Non à l’initiative « pour la résurrection du secret bancaire pour la fraude fiscale »

L’initiative populaire dont nous discutons aujourd’hui porte un titre erroné (15.057) :

Elle aurait dû en réalité s’appeler « Initiative pour la résurrection du secret bancaire pour la fraude fiscale ».

En allemand «Steuerhinterzeihungsgeheimniswiederauferstehungsinitive », en abrégé « Wiederaufersteungsinitiative ».

Pourquoi ? Cette initiative n’a qu’un seul objectif, retourner à la situation de l’avant 2009, lorsque le secret bancaire protégeait efficacement la fraude et l’évasion fiscale.

C’est clairement une mauvaise idée :

Premièrement parce que protéger les fraudeurs signifie que les contribuables honnêtes, ici comme à l’étranger, payeront plus d’impôts que nécessaire.

Deuxièmement parce les banques ont fait un immense travail pour se libérer de l’argent non déclaré au fisc. D’abord de l’argent étranger, puis maintenant, de l’argent détenu par des Suisses. Rien ne sert de se voiler la face : les banques ne sont pas engagées complètement volontairement dans ce processus. Mais au nom du groupe socialiste, j’aimerais attester aujourd’hui que des progrès importants ont été faits, et ceci est à l’honneur des banques suisses. Désormais, les banques considèrent que d’héberger des avoirs non déclarés, quelques soient leur origine, constitue un risque pour leur business. D’ailleurs, sans surprise, l’Association suisse des banquiers considère que cette initiative, tout comme d’ailleurs son contre-projet, sont nuisibles pour la crédibilité, la probité et le développement de notre place financière.

Troisièmement parce que ce dont les banques ont besoin, c’est de règles du jeu clair : la fraude fiscale n’est pas tolérée, et les fraudeurs ne peuvent pas abuser des banques pour cacher leur argent. Aujourd’hui, les banques ne veulent plus protéger les fraudeurs, les banques souhaitent être protégées des fraudeurs.

Damit Herr Matter das versteht, sage ich es auf Deutsch: Heute wollen die Banken nicht mehr die Steuerhinterzieher schützen, sondern vor den Steuerhinterziehern geschützt werden.

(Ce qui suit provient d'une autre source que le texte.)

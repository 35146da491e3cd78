//! Per-CPU state the scheduler hangs off.

use core::ptr::NonNull;
use core::sync::atomic::{AtomicPtr, Ordering};

use alloc::boxed::Box;
use spin::Once;

use super::scheduler::Scheduler;
use super::thread::{Thread, ThreadPtr};

/// One processor: its scheduler and the thread it is executing.
pub struct Cpu {
    id: u32,
    scheduler: Once<Box<Scheduler>>,
    current: AtomicPtr<Thread>,
}

impl Cpu {
    pub const fn new(id: u32) -> Self {
        Cpu {
            id,
            scheduler: Once::new(),
            current: AtomicPtr::new(core::ptr::null_mut()),
        }
    }

    pub fn id(&self) -> u32 {
        self.id
    }

    /// The scheduler bound to this CPU.
    ///
    /// Panics if called before the scheduler was instantiated.
    pub fn scheduler(&self) -> &Scheduler {
        self.scheduler.get().expect("cpu has no scheduler")
    }

    /// Install the scheduler. At most one installation per CPU sticks.
    pub(super) fn install_scheduler(&self, scheduler: Box<Scheduler>) {
        self.scheduler.call_once(|| scheduler);
    }

    /// The thread currently executing on this CPU.
    pub fn current_thread(&self) -> Option<ThreadPtr> {
        NonNull::new(self.current.load(Ordering::Acquire)).map(ThreadPtr::new)
    }

    pub fn set_current_thread(&self, thread: ThreadPtr) {
        self.current.store(thread.as_raw(), Ordering::Release);
    }
}
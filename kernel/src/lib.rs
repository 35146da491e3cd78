//! Argon kernel core: per-CPU scheduling and kernel virtual memory.
//!
//! The crate is `no_std`. Host builds (unit tests, coverage) link `std` and
//! delegate to the system allocator so the standard `#[test]` harness runs;
//! bare-metal builds bring their own heap.

#![no_std]
#![cfg_attr(target_os = "none", feature(alloc_error_handler))]

extern crate alloc;

// Host target: use the system allocator so test code can allocate normally.
#[cfg(not(target_os = "none"))]
extern crate std;

#[cfg(not(target_os = "none"))]
#[global_allocator]
static SYSTEM_ALLOCATOR: std::alloc::System = std::alloc::System;

#[cfg(target_os = "none")]
use linked_list_allocator::LockedHeap;

#[cfg(target_os = "none")]
#[global_allocator]
static ALLOCATOR: LockedHeap = LockedHeap::empty();

pub mod error;
pub mod mm;
pub mod platform;
pub mod sched;
pub mod zone;

#[cfg(target_os = "none")]
#[alloc_error_handler]
fn alloc_error(layout: core::alloc::Layout) -> ! {
    panic!("kernel heap exhausted: {:?}", layout);
}

#[cfg(target_os = "none")]
#[panic_handler]
fn panic(_info: &core::panic::PanicInfo) -> ! {
    loop {
        core::hint::spin_loop();
    }
}
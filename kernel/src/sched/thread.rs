//! Thread attributes observed by the scheduler.

use core::cell::UnsafeCell;
use core::ptr::NonNull;
use core::sync::atomic::{AtomicPtr, AtomicU32, Ordering};

use bitflags::bitflags;

use super::cpu::Cpu;
use super::ring::RingNode;

bitflags! {
    /// Thread state bits consulted across scheduler code.
    #[derive(Debug, Clone, Copy, PartialEq, Eq)]
    pub struct ThreadFlags: u32 {
        /// The thread is mutating a scheduler; preemption events must not
        /// touch scheduler state from under it.
        const LOCK_SCHED = 1 << 0;
        /// The thread has just been displaced by a preemption.
        const PREEMPT = 1 << 1;
    }
}

/// A kernel thread, reduced to what scheduling observes: a priority, the
/// CPU the thread is bound to, state flags, and one embedded run-ring link.
pub struct Thread {
    /// Scheduling priority; `priority % SCHED_BANDS` places the thread.
    pub priority: u32,
    state_flags: AtomicU32,
    current_cpu: AtomicPtr<Cpu>,
    queue_entry: UnsafeCell<RingNode>,
}

// The embedded ring node is only touched while the owning scheduler's lock
// is held.
unsafe impl Send for Thread {}
unsafe impl Sync for Thread {}

impl Thread {
    pub const fn new(priority: u32) -> Self {
        Thread {
            priority,
            state_flags: AtomicU32::new(0),
            current_cpu: AtomicPtr::new(core::ptr::null_mut()),
            queue_entry: UnsafeCell::new(RingNode::new()),
        }
    }

    pub fn state_flags(&self) -> ThreadFlags {
        ThreadFlags::from_bits_truncate(self.state_flags.load(Ordering::Acquire))
    }

    pub fn set_state_flag(&self, flags: ThreadFlags) {
        self.state_flags.fetch_or(flags.bits(), Ordering::AcqRel);
    }

    pub fn clear_state_flag(&self, flags: ThreadFlags) {
        self.state_flags.fetch_and(!flags.bits(), Ordering::AcqRel);
    }

    /// The CPU this thread is bound to, if any.
    pub fn current_cpu(&self) -> Option<NonNull<Cpu>> {
        NonNull::new(self.current_cpu.load(Ordering::Acquire))
    }

    pub(super) fn set_current_cpu(&self, cpu: Option<&Cpu>) {
        let ptr = cpu.map_or(core::ptr::null_mut(), |c| c as *const Cpu as *mut Cpu);
        self.current_cpu.store(ptr, Ordering::Release);
    }

    pub(super) fn queue_entry(&self) -> *mut RingNode {
        self.queue_entry.get()
    }
}

/// A wrapper around `NonNull<Thread>` that implements `Send` and `Sync`.
///
/// # Safety
///
/// This is sound because:
/// 1. Thread queue state is only mutated with the owning scheduler's lock
///    held.
/// 2. Thread memory is managed by the kernel and outlives any scheduler
///    residency that references it.
#[derive(Debug, Clone, Copy, PartialEq, Eq)]
pub struct ThreadPtr(NonNull<Thread>);

impl ThreadPtr {
    pub fn new(ptr: NonNull<Thread>) -> Self {
        Self(ptr)
    }

    pub fn as_ptr(&self) -> NonNull<Thread> {
        self.0
    }

    pub fn as_raw(&self) -> *mut Thread {
        self.0.as_ptr()
    }

    /// # Safety
    ///
    /// The thread must still be alive.
    pub unsafe fn as_ref<'a>(&self) -> &'a Thread {
        unsafe { self.0.as_ref() }
    }
}

unsafe impl Send for ThreadPtr {}
unsafe impl Sync for ThreadPtr {}

impl From<NonNull<Thread>> for ThreadPtr {
    fn from(ptr: NonNull<Thread>) -> Self {
        Self::new(ptr)
    }
}

impl From<&'static Thread> for ThreadPtr {
    fn from(thread: &'static Thread) -> Self {
        Self(NonNull::from(thread))
    }
}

Zu recht.

 

La sphère privée déjà protégée par l’article 13 de la Constitution, et dans notre pays, cette protection est relativement bien garantie. Mais à juste titre, elle ne doit pas permettre de couvrir tous les abus de l’évasion fiscale. Il n’y a pas besoin de changer la constitution.

 

Que les millionnaires et milliardaires de l’UDC souhaitent protéger les fraudeurs au fisc, cela ne m’étonne pas.  S’il était suisse, je suis sûr que Donald Trump serait membre du comité d’initiative.

Par contre, ce que j’ai la peine à comprendre, c’est pourquoi le PLR et le PDC s’efforcent de bricoler un contre-projet dont le seul but est d’éviter une défaite sanglante de l’UDC devant le peuple avec son initiative pour la résurrection.

À l’attention du PDC, j’aime bien rappeler qu’il ne s’agit pas de la résurrection au sens théologique du terme mais bien du rétablissement de pratiques immorales et contre-productives. À l’intention du PLR, j’aimerais rappeler que les banques elles-mêmes craignent comme la peste de retomber dans le fléau de la fraude fiscale. On aurait pu, de la part de ce parti, attendre un minimum de colonne vertébrale dans ce dossier central.

J’ai bien lu les explications des journaux selon lesquelles ce serait la présence de quelques brebis égarées du PLR et PDC dans le comité d’initiative qui obligerait ces partis à promouvoir maintenant  un contre-projet. Mais franchement, chers collègues, devant le peuple, personne ne s’intéresse à savoir qui était véritablement de comité d’initiative.

La question de fond, c’est de savoir si l’on veut que nos banques et notre place financière se développent sur des bases solides et durables, ou si on veut répéter les grossières erreurs du passé. La réponse me paraît évidente : il faut des bases solides et durables, c’est aussi l’avis de la branche.

Rien plus logique : nos banques sont péniblement sorties de la boue, et elles n’ont pas envie d’y retourner.

Néanmoins, j’aimerais ici quand même remercier le PLR et le PDC pour m’avoir permis de vivre un événement probablement unique dans ma carrière de président du groupe socialiste de l’assemblée fédérale : être le seul parti gouvernemental à défendre les intérêts à long terme de la place financière et de ses employés. Une fois de plus, vous faites de l’aplaventrisme devant l’UDC au lieu de redresser la tête et de défendre l’intérêt générale. C’est déplorable.

Je vous remercie donc de suivre le Conseil fédéral en recommandant le rejet de cette initiative et en renonçant à formuler un contre-projet.